Last updated on Fri 20 November, 2015

WORKS TO KNOW BY HEART: AN IMAGINED MUSEUM WORKS TO KNOW BY HEART: AN IMAGINED MUSEUM

An Imagined Museum: works from the Centre Pompidou, Tate and MMK collections

Press release introducing Tate Liverpool's exhibition An Imagined Museum: works from the Centre Pompidou, Tate and MMK collections

Works to Know by Heart
An Imagined Museum: works from the Centre Pompidou, Tate and MMK collections
Tate Liverpool
20 November 2015 to 14 February 2016 (press view 19 November 2015)

Supported by the Creative Europe programme of the European Union, Institut Français du Royaume Uni, the German Federal Foreign Office and Goethe-Institut London

An Imagined Museum: works from the Centre Pompidou, Tate and MMK collections sees three key European art museums united to bring together over 60 major artworks. It presents an ‘imaginary museum’ containing works from three of the most prestigious European collections by international figures including Marcel Duchamp (1887-1968), On Kawara (1933 – 2014), Claes Oldenburg (b. 1929), Sigmar Polke (1941-2010), Bridget Riley (b. 1931), Dorothea Tanning (1910 - 2012), Andy Warhol (1928-1987) and Rachel Whiteread (b.1963).

The exhibition draws on Ray Bradbury’s 1953 sci-fi novel Fahrenheit 451, a narrating of a distant future in which works of literature are banished and the only way to save them is to learn them by heart. An Imagined Museum invites audiences into a fictional scenario in which the exhibited artworks are about to vanish. In the same way that Bradbury’s characters memorise books to ensure their future preservation, An Imagined Museum asks visitors to memorise its artworks. A performance space allows visitors to personally recollect and represent the works they believe should be remembered forever and the exhibition culminates in a weekend event entitled 2053: A Living Museum from 20– 21 February 2016, when all artworks will have left the gallery to be replaced by members of the public.
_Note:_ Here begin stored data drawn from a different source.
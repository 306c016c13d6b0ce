//! ColorPool - per-queue cursors over a shared [`ColorTable`]
//!
//! Despite feeding "random" piece colors to the game, the pool is a
//! deterministic forward walk: each advance moves a queue's cursor to the
//! next slot index if that slot was retained, and back to 0 otherwise.
//! Adjacency is decided on raw slot indices, so every hole in the source
//! data is a wrap point.
//!
//! Queues are independent: advancing one never moves another. A queue that
//! has never been seen reads as position 0.

use std::collections::BTreeMap;
use std::sync::Arc;

use arrayvec::ArrayVec;

use crate::notify::{CursorChanged, CursorObserver, Observers, SubscriptionId};
use crate::source::PoolConfig;
use crate::table::ColorTable;
use crate::types::{color_name, PieceColor, QueueId, SlotIndex, DEFAULT_QUEUE};

/// Maximum number of upcoming colors [`ColorPool::peek`] returns.
pub const PEEK_MAX: usize = 8;

/// Upcoming colors for a queue, nearest first. `None` entries are "no color".
pub type Preview = ArrayVec<Option<PieceColor>, PEEK_MAX>;

/// Color sequence generator with one cursor per queue.
#[derive(Debug)]
pub struct ColorPool {
    table: Arc<ColorTable>,
    cursors: BTreeMap<QueueId, SlotIndex>,
    observers: Observers,
}

impl ColorPool {
    pub fn new(table: ColorTable) -> Self {
        Self::shared(Arc::new(table))
    }

    /// Build a pool over a table shared with other pools.
    pub fn shared(table: Arc<ColorTable>) -> Self {
        Self {
            table,
            cursors: BTreeMap::new(),
            observers: Observers::new(),
        }
    }

    /// Load the configured source (never fails, see [`ColorTable::load`]).
    pub fn from_config(config: &PoolConfig) -> Self {
        Self::new(ColorTable::load(&config.source))
    }

    pub fn table(&self) -> &ColorTable {
        &self.table
    }

    /// Advance `queue` from its stored cursor and return the color there.
    ///
    /// ```
    /// use color_pool_core::{ColorPool, ColorTable};
    /// use color_pool_core::types::PieceColor;
    ///
    /// let mut pool = ColorPool::new(ColorTable::parse(b"0123"));
    /// assert_eq!(pool.advance(0), Some(PieceColor::Blue));
    /// assert_eq!(pool.advance(0), Some(PieceColor::Yellow));
    /// assert_eq!(pool.advance(0), Some(PieceColor::Green));
    /// assert_eq!(pool.advance(0), Some(PieceColor::Red)); // slot 4 absent: wrap
    /// assert_eq!(pool.cursor(0), 0);
    /// ```
    pub fn advance(&mut self, queue: QueueId) -> Option<PieceColor> {
        self.advance_from(queue, None)
    }

    /// Advance `queue`, first forcing its cursor to `resume` when given.
    ///
    /// This is for callers that track the last shown slot themselves. The
    /// forced position and the step are committed together: observers see a
    /// single event with the final position.
    pub fn advance_from(
        &mut self,
        queue: QueueId,
        resume: Option<SlotIndex>,
    ) -> Option<PieceColor> {
        let current = resume.unwrap_or_else(|| self.cursor(queue));
        let position = self.successor(current);
        self.commit(queue, position);
        self.table.get(position)
    }

    /// [`advance_from`](Self::advance_from) mapped to a color name.
    pub fn next_color_name(&mut self, queue: QueueId, resume: Option<SlotIndex>) -> &'static str {
        color_name(self.advance_from(queue, resume))
    }

    /// Color stored at `slot`, without touching any cursor.
    pub fn color_at(&self, slot: SlotIndex) -> Option<PieceColor> {
        self.table.get(slot)
    }

    /// Name of the color at `slot`; absent slots read as the fallback name.
    pub fn color_name_at(&self, slot: SlotIndex) -> &'static str {
        color_name(self.color_at(slot))
    }

    pub fn cursor(&self, queue: QueueId) -> SlotIndex {
        self.cursors.get(&queue).copied().unwrap_or(0)
    }

    /// Set a queue's cursor from outside and notify.
    ///
    /// Positions that are neither 0 nor a retained slot are stored as 0.
    /// Returns the committed position. Setting the current value still
    /// notifies.
    pub fn set_cursor(&mut self, queue: QueueId, position: SlotIndex) -> SlotIndex {
        let position = if position == 0 || self.table.contains(position) {
            position
        } else {
            log::debug!("queue {queue}: slot {position} is not in the table, cursor set to 0");
            0
        };
        self.commit(queue, position);
        position
    }

    /// Put a queue back at slot 0.
    pub fn reset(&mut self, queue: QueueId) {
        self.set_cursor(queue, 0);
    }

    /// The next `count` colors `queue` would draw (at most [`PEEK_MAX`]).
    ///
    /// Pure: no cursor moves and no observer fires.
    pub fn peek(&self, queue: QueueId, count: usize) -> Preview {
        let mut out = Preview::new();
        let mut position = self.cursor(queue);
        for _ in 0..count.min(PEEK_MAX) {
            position = self.successor(position);
            out.push(self.table.get(position));
        }
        out
    }

    /// Queues that have a stored cursor, ascending by id.
    pub fn queues(&self) -> impl Iterator<Item = (QueueId, SlotIndex)> + '_ {
        self.cursors.iter().map(|(&q, &p)| (q, p))
    }

    pub fn subscribe<O>(&mut self, observer: O) -> SubscriptionId
    where
        O: CursorObserver + Send + 'static,
    {
        self.observers.subscribe(Box::new(observer))
    }

    pub fn unsubscribe(&mut self, id: SubscriptionId) -> bool {
        self.observers.unsubscribe(id)
    }

    /// Borrow a single queue.
    pub fn lane(&mut self, queue: QueueId) -> Lane<'_> {
        Lane { pool: self, queue }
    }

    /// The single-cursor view used by hosts that only ever show one queue.
    pub fn default_lane(&mut self) -> Lane<'_> {
        self.lane(DEFAULT_QUEUE)
    }

    #[inline]
    fn successor(&self, position: SlotIndex) -> SlotIndex {
        match position.checked_add(1) {
            Some(next) if self.table.contains(next) => next,
            _ => 0,
        }
    }

    fn commit(&mut self, queue: QueueId, position: SlotIndex) {
        self.cursors.insert(queue, position);
        self.observers.emit(CursorChanged { queue, position });
    }
}

/// One queue of a [`ColorPool`].
#[derive(Debug)]
pub struct Lane<'a> {
    pool: &'a mut ColorPool,
    queue: QueueId,
}

impl Lane<'_> {
    pub fn id(&self) -> QueueId {
        self.queue
    }

    pub fn advance(&mut self) -> Option<PieceColor> {
        self.pool.advance(self.queue)
    }

    pub fn advance_from(&mut self, resume: Option<SlotIndex>) -> Option<PieceColor> {
        self.pool.advance_from(self.queue, resume)
    }

    pub fn next_color_name(&mut self) -> &'static str {
        self.pool.next_color_name(self.queue, None)
    }

    pub fn cursor(&self) -> SlotIndex {
        self.pool.cursor(self.queue)
    }

    pub fn set_cursor(&mut self, position: SlotIndex) -> SlotIndex {
        self.pool.set_cursor(self.queue, position)
    }

    pub fn peek(&self, count: usize) -> Preview {
        self.pool.peek(self.queue, count)
    }
}

#[cfg(test)]
mod tests {
    use super::*;
    use std::sync::{Arc, Mutex};

    fn pool(data: &[u8]) -> ColorPool {
        ColorPool::new(ColorTable::parse(data))
    }

    fn record(pool: &mut ColorPool) -> Arc<Mutex<Vec<CursorChanged>>> {
        let seen = Arc::new(Mutex::new(Vec::new()));
        let sink = Arc::clone(&seen);
        pool.subscribe(move |e: CursorChanged| sink.lock().unwrap().push(e));
        seen
    }

    #[test]
    fn test_walks_forward_then_wraps() {
        let mut pool = pool(b"0123");
        let names: Vec<_> = (0..4).map(|_| pool.next_color_name(0, None)).collect();
        assert_eq!(names, vec!["blue", "yellow", "green", "red"]);
        assert_eq!(pool.cursor(0), 0);
    }

    #[test]
    fn test_gap_is_a_wrap_point() {
        // slot 2 is a hole ('7'), so the cycle is 0 -> 1 -> 0.
        let mut pool = pool(b"01723");
        let positions: Vec<_> = (0..4)
            .map(|_| {
                pool.advance(0);
                pool.cursor(0)
            })
            .collect();
        assert_eq!(positions, vec![1, 0, 1, 0]);
    }

    #[test]
    fn test_empty_table_yields_no_color() {
        let mut pool = pool(b"9");
        for _ in 0..3 {
            assert_eq!(pool.advance(0), None);
            assert_eq!(pool.next_color_name(0, None), "black");
            assert_eq!(pool.cursor(0), 0);
        }
    }

    #[test]
    fn test_missing_slot_zero_reads_as_no_color() {
        let mut pool = pool(b"812");
        assert_eq!(pool.advance(0), Some(PieceColor::Blue));
        assert_eq!(pool.advance(0), Some(PieceColor::Yellow));
        assert_eq!(pool.advance(0), None);
        assert_eq!(pool.cursor(0), 0);
        assert_eq!(pool.advance(0), Some(PieceColor::Blue));
    }

    #[test]
    fn test_resume_forces_position_first() {
        let mut pool = pool(b"0123");
        assert_eq!(pool.advance_from(7, Some(1)), Some(PieceColor::Yellow));
        assert_eq!(pool.cursor(7), 2);
        // Resume past the domain wraps.
        assert_eq!(pool.advance_from(7, Some(3)), Some(PieceColor::Red));
        assert_eq!(pool.advance_from(7, Some(usize::MAX)), Some(PieceColor::Red));
    }

    #[test]
    fn test_queues_are_independent() {
        let mut pool = pool(b"0123");
        pool.advance(1);
        pool.advance(1);
        pool.advance(2);
        assert_eq!(pool.cursor(1), 2);
        assert_eq!(pool.cursor(2), 1);
        assert_eq!(pool.cursor(3), 0);
        let queues: Vec<_> = pool.queues().collect();
        assert_eq!(queues, vec![(1, 2), (2, 1)]);
    }

    #[test]
    fn test_set_cursor_then_advance_notifies_once() {
        let mut pool = pool(b"0123");
        pool.set_cursor(2, 1);
        let seen = record(&mut pool);

        assert_eq!(pool.next_color_name(2, None), "yellow");
        assert_eq!(*seen.lock().unwrap(), vec![CursorChanged { queue: 2, position: 2 }]);
    }

    #[test]
    fn test_set_cursor_notifies_even_when_unchanged() {
        let mut pool = pool(b"0123");
        let seen = record(&mut pool);
        pool.set_cursor(0, 0);
        pool.set_cursor(0, 0);
        assert_eq!(seen.lock().unwrap().len(), 2);
    }

    #[test]
    fn test_set_cursor_to_absent_slot_stores_zero() {
        let mut pool = pool(b"0153");
        assert_eq!(pool.set_cursor(0, 2), 0);
        assert_eq!(pool.set_cursor(0, 99), 0);
        assert_eq!(pool.set_cursor(0, 3), 3);
        assert_eq!(pool.cursor(0), 3);
    }

    #[test]
    fn test_advance_on_empty_table_still_notifies() {
        let mut pool = pool(b"");
        let seen = record(&mut pool);
        pool.advance(4);
        assert_eq!(*seen.lock().unwrap(), vec![CursorChanged { queue: 4, position: 0 }]);
    }

    #[test]
    fn test_color_name_at_is_pure() {
        let mut pool = pool(b"0123");
        let seen = record(&mut pool);
        assert_eq!(pool.color_name_at(100), "black");
        assert_eq!(pool.color_name_at(3), "green");
        assert_eq!(pool.cursor(0), 0);
        assert!(seen.lock().unwrap().is_empty());
        assert_eq!(pool.queues().count(), 0);
    }

    #[test]
    fn test_peek_matches_following_advances() {
        let mut pool = pool(b"0123902");
        let preview = pool.peek(0, 6);
        let drawn: Vec<_> = (0..6).map(|_| pool.advance(0)).collect();
        assert_eq!(preview.as_slice(), drawn.as_slice());
    }

    #[test]
    fn test_peek_is_clamped_and_silent() {
        let mut pool = pool(b"0123");
        let seen = record(&mut pool);
        assert_eq!(pool.peek(0, 100).len(), PEEK_MAX);
        assert!(pool.peek(0, 0).is_empty());
        assert!(seen.lock().unwrap().is_empty());
    }

    #[test]
    fn test_unsubscribe() {
        let mut pool = pool(b"0123");
        let seen = Arc::new(Mutex::new(0usize));
        let sink = Arc::clone(&seen);
        let id = pool.subscribe(move |_e: CursorChanged| *sink.lock().unwrap() += 1);
        pool.advance(0);
        assert!(pool.unsubscribe(id));
        pool.advance(0);
        assert_eq!(*seen.lock().unwrap(), 1);
    }

    #[test]
    fn test_lane_handle() {
        let mut pool = pool(b"0123");
        {
            let mut lane = pool.default_lane();
            assert_eq!(lane.id(), DEFAULT_QUEUE);
            assert_eq!(lane.next_color_name(), "blue");
            assert_eq!(lane.cursor(), 1);
            assert_eq!(
                lane.peek(2).as_slice(),
                &[Some(PieceColor::Yellow), Some(PieceColor::Green)]
            );
        }
        let mut other = pool.lane(5);
        assert_eq!(other.set_cursor(2), 2);
        assert_eq!(other.advance(), Some(PieceColor::Green));
    }

    #[test]
    fn test_shared_table_between_pools() {
        let table = Arc::new(ColorTable::parse(b"0123"));
        let mut a = ColorPool::shared(Arc::clone(&table));
        let mut b = ColorPool::shared(table);
        a.advance(0);
        a.advance(0);
        assert_eq!(b.advance(0), Some(PieceColor::Blue));
        assert_eq!(a.cursor(0), 2);
    }
}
By bringing together over 60 significant pieces of art, the exhibition proposes interpretations of the unique values that only art brings into our lives. Its sections elaborate on key reasons to save art for the future such as its ability to transform the everyday, to alter perceptions, to celebrate the enigmatic and to anticipate the future. Highlights include: Bridget Riley’s Fall 1963 whose optically-dazzling work alters viewers’ visual perception of the world; Andy Warhol’s 100 Campbell’s Soup Cans 1962 and Claes Oldenburg’s Soft Typewriter, Ghost - Version 1963, hinting at art’s ability to transfigure reality; Marcel Broodthaers’s Daguerre’s Soup 1975 which investigates systems defining our visions of the world.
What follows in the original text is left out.